First there are a lot of second order linear reccurences which have few (= finitely many) perfect square terms. In Perfect powers in second order linear recurrences by Pethö a special case of the main theorem says that for a second order linear recurrence $G_n = AG_{n-1} - BG_{n-2}$ there are only finitely many perfect square terms provided some conditions. The conditions are that $A \neq 0$, $|G_0| + |G_1| \neq 0$, $\gcd(A,B) = 1$, $A^2 \neq iB$ for $i \in \{1,2,3,4\}$, and $D$ is not a perfect square if $BC = 0$. Here $C = G_1^2 - AG_0G_1 + BG_1^2$ and $D = A^2 - 4B$. This paper gives some bounds on where perfect squares can arise by Baker’s method, but since Lucas sequences are special one may want to know more.

In The Square Terms in Lucas Sequences by Ribenboim and McDaniel is in shown more precisely where perfect square terms can arise in Lucas sequences under some conditions.
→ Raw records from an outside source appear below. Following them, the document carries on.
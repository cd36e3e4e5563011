//! Admission Webhook
//!
//! Validating webhook for the cluster and pool resources. The wire contract
//! is strict: only POST with a JSON content type is accepted; any other
//! method yields 405 and any other content type 400. The response is a
//! standard admission review carrying `{allowed, result: {message}}`.

use crate::crd::{CephBlockPoolSpec, CephStorageClusterSpec};
use axum::extract::Request;
use axum::http::{header, Method, StatusCode};
use axum::response::{IntoResponse, Response};
use axum::routing::any;
use axum::{Json, Router};
use serde::{Deserialize, Serialize};
use serde_json::Value;
use tracing::{debug, warn};

// =============================================================================
// Admission Review Wire Types
// =============================================================================

#[derive(Debug, Clone, Serialize, Deserialize)]
#[serde(rename_all = "camelCase")]
pub struct AdmissionReview {
    #[serde(default = "default_api_version")]
    pub api_version: String,
    #[serde(default = "default_kind")]
    pub kind: String,
    #[serde(default)]
    pub request: Option<AdmissionRequest>,
    #[serde(default, skip_serializing_if = "Option::is_none")]
    pub response: Option<AdmissionResponse>,
}

#[derive(Debug, Clone, Default, Serialize, Deserialize)]
#[serde(rename_all = "camelCase")]
pub struct AdmissionRequest {
    #[serde(default)]
    pub uid: String,
    #[serde(default)]
    pub kind: GroupVersionKind,
    #[serde(default)]
    pub operation: String,
    /// The object under review, raw.
    #[serde(default)]
    pub object: Option<Value>,
}

#[derive(Debug, Clone, Default, Serialize, Deserialize)]
pub struct GroupVersionKind {
    #[serde(default)]
    pub group: String,
    #[serde(default)]
    pub version: String,
    #[serde(default)]
    pub kind: String,
}

#[derive(Debug, Clone, Serialize, Deserialize)]
#[serde(rename_all = "camelCase")]
pub struct AdmissionResponse {
    pub uid: String,
    pub allowed: bool,
    #[serde(default, skip_serializing_if = "Option::is_none")]
    pub result: Option<AdmissionResult>,
}

#[derive(Debug, Clone, Serialize, Deserialize)]
pub struct AdmissionResult {
    pub message: String,
}

fn default_api_version() -> String {
    "admission.k8s.io/v1".to_string()
}

fn default_kind() -> String {
    "AdmissionReview".to_string()
}

// =============================================================================
// Validation
// =============================================================================

/// Validate the object under review. Unknown kinds are allowed through so
/// a misconfigured webhook rule never blocks unrelated resources.
pub fn review(incoming: &AdmissionReview) -> AdmissionReview {
    let Some(request) = &incoming.request else {
        return respond("", false, Some("admission review carries no request"));
    };

    let verdict = match request.kind.kind.as_str() {
        "CephStorageCluster" => validate_object::<CephStorageClusterSpec>(request),
        "CephBlockPool" => validate_object::<CephBlockPoolSpec>(request),
        other => {
            debug!("admitting unvalidated kind {}", other);
            Ok(())
        }
    };

    match verdict {
        Ok(()) => respond(&request.uid, true, None),
        Err(message) => {
            warn!(
                "denied {} {}: {}",
                request.operation, request.kind.kind, message
            );
            respond(&request.uid, false, Some(&message))
        }
    }
}

fn validate_object<T>(request: &AdmissionRequest) -> std::result::Result<(), String>
where
    T: serde::de::DeserializeOwned + Validate,
{
    let Some(object) = &request.object else {
        return Err("request carries no object".to_string());
    };
    let spec = object
        .get("spec")
        .cloned()
        .ok_or_else(|| "object carries no spec".to_string())?;
    let parsed: T = serde_json::from_value(spec).map_err(|e| format!("malformed spec: {e}"))?;
    parsed.validate().map_err(|e| e.to_string())
}

trait Validate {
    fn validate(&self) -> crate::error::Result<()>;
}

impl Validate for CephStorageClusterSpec {
    fn validate(&self) -> crate::error::Result<()> {
        CephStorageClusterSpec::validate(self)
    }
}

impl Validate for CephBlockPoolSpec {
    fn validate(&self) -> crate::error::Result<()> {
        CephBlockPoolSpec::validate(self)
    }
}

fn respond(uid: &str, allowed: bool, message: Option<&str>) -> AdmissionReview {
    AdmissionReview {
        api_version: default_api_version(),
        kind: default_kind(),
        request: None,
        response: Some(AdmissionResponse {
            uid: uid.to_string(),
            allowed,
            result: message.map(|m| AdmissionResult {
                message: m.to_string(),
            }),
        }),
    }
}

// =============================================================================
// HTTP Surface
// =============================================================================

/// Router serving the admission endpoint at `/validate`.
pub fn router() -> Router {
    Router::new().route("/validate", any(handle))
}

async fn handle(request: Request) -> Response {
    if request.method() != Method::POST {
        return StatusCode::METHOD_NOT_ALLOWED.into_response();
    }
    let is_json = request
        .headers()
        .get(header::CONTENT_TYPE)
        .and_then(|v| v.to_str().ok())
        .map(|v| v.starts_with("application/json"))
        .unwrap_or(false);
    if !is_json {
        return (
            StatusCode::BAD_REQUEST,
            "content type must be application/json",
        )
            .into_response();
    }

    let body = match axum::body::to_bytes(request.into_body(), 1 << 20).await {
        Ok(b) => b,
        Err(e) => return (StatusCode::BAD_REQUEST, format!("body: {e}")).into_response(),
    };
    let incoming: AdmissionReview = match serde_json::from_slice(&body) {
        Ok(r) => r,
        Err(e) => {
            return (StatusCode::BAD_REQUEST, format!("malformed review: {e}")).into_response()
        }
    };

    Json(review(&incoming)).into_response()
}

#[cfg(test)]
mod tests {
    use super::*;
    use axum::body::Body;
    use tower::ServiceExt;

    fn review_body(kind: &str, spec: Value) -> String {
        serde_json::json!({
            "apiVersion": "admission.k8s.io/v1",
            "kind": "AdmissionReview",
            "request": {
                "uid": "r-1",
                "operation": "CREATE",
                "kind": {"group": "ceph.storageops.io", "version": "v1", "kind": kind},
                "object": {"spec": spec}
            }
        })
        .to_string()
    }

    async fn post_json(body: String) -> (StatusCode, Value) {
        let response = router()
            .oneshot(
                axum::http::Request::post("/validate")
                    .header(header::CONTENT_TYPE, "application/json")
                    .body(Body::from(body))
                    .unwrap(),
            )
            .await
            .unwrap();
        let status = response.status();
        let bytes = axum::body::to_bytes(response.into_body(), usize::MAX)
            .await
            .unwrap();
        let value = serde_json::from_slice(&bytes).unwrap_or(Value::Null);
        (status, value)
    }

    #[tokio::test]
    async fn test_valid_pool_is_allowed() {
        let body = review_body(
            "CephBlockPool",
            serde_json::json!({"replicated": {"size": 3}}),
        );
        let (status, value) = post_json(body).await;
        assert_eq!(status, StatusCode::OK);
        assert_eq!(value["response"]["allowed"], true);
        assert_eq!(value["response"]["uid"], "r-1");
    }

    #[tokio::test]
    async fn test_conflicting_pool_is_denied_with_message() {
        let body = review_body(
            "CephBlockPool",
            serde_json::json!({
                "replicated": {"size": 3},
                "erasureCoded": {"dataChunks": 2, "codingChunks": 1}
            }),
        );
        let (status, value) = post_json(body).await;
        assert_eq!(status, StatusCode::OK);
        assert_eq!(value["response"]["allowed"], false);
        assert!(value["response"]["result"]["message"]
            .as_str()
            .unwrap()
            .contains("replicated"));
    }

    #[tokio::test]
    async fn test_even_mon_count_denied() {
        let body = review_body(
            "CephStorageCluster",
            serde_json::json!({"mon": {"count": 2}}),
        );
        let (_, value) = post_json(body).await;
        assert_eq!(value["response"]["allowed"], false);
    }

    #[tokio::test]
    async fn test_unnamed_device_set_denied() {
        // Admission enforces the same shape checks as reconcile.
        let body = review_body(
            "CephStorageCluster",
            serde_json::json!({
                "storage": {"storageClassDeviceSets": [{"name": "", "count": 3}]}
            }),
        );
        let (_, value) = post_json(body).await;
        assert_eq!(value["response"]["allowed"], false);
        assert!(value["response"]["result"]["message"]
            .as_str()
            .unwrap()
            .contains("name"));
    }

    #[tokio::test]
    async fn test_unknown_kind_is_admitted() {
        let body = review_body("SomethingElse", serde_json::json!({}));
        let (_, value) = post_json(body).await;
        assert_eq!(value["response"]["allowed"], true);
    }

    #[tokio::test]
    async fn test_non_post_yields_405() {
        let response = router()
            .oneshot(
                axum::http::Request::get("/validate")
                    .body(Body::empty())
                    .unwrap(),
            )
            .await
            .unwrap();
        assert_eq!(response.status(), StatusCode::METHOD_NOT_ALLOWED);
    }

    #[tokio::test]
    async fn test_wrong_content_type_yields_400() {
        let response = router()
            .oneshot(
                axum::http::Request::post("/validate")
                    .header(header::CONTENT_TYPE, "text/plain")
                    .body(Body::from("{}"))
                    .unwrap(),
            )
            .await
            .unwrap();
        assert_eq!(response.status(), StatusCode::BAD_REQUEST);
    }
}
Under the conditions that $P$ and $Q$ are odd, $\gcd(P,Q) = 1$, and $D = P^2 - 4Q > 0$ it is shown that

  • if $V_n(P,Q)$ is a perfect square, then $n \in \{1,3,5\}$.
  • if $U_n(P,Q)$ is a perfect square, then $n \in \{0,1,2,3,6,12\}$.

Here the notation matches with the usual notation which is given the OEIS link "Lucas sequences" in the question. We see this result agrees with what is known for $F_n$ and $L_n$. Again I am not an expert, but I think exactly where squares occur depends on particular choices of $P$ and $Q$ and I am not familiar with particular of methods used in various cases. You can find more papers like Lucas sequences whose 12th or 9th term is a square by Bremner and Tzanakis. Looking at these papers with their references + google scholar gives more information on this problem.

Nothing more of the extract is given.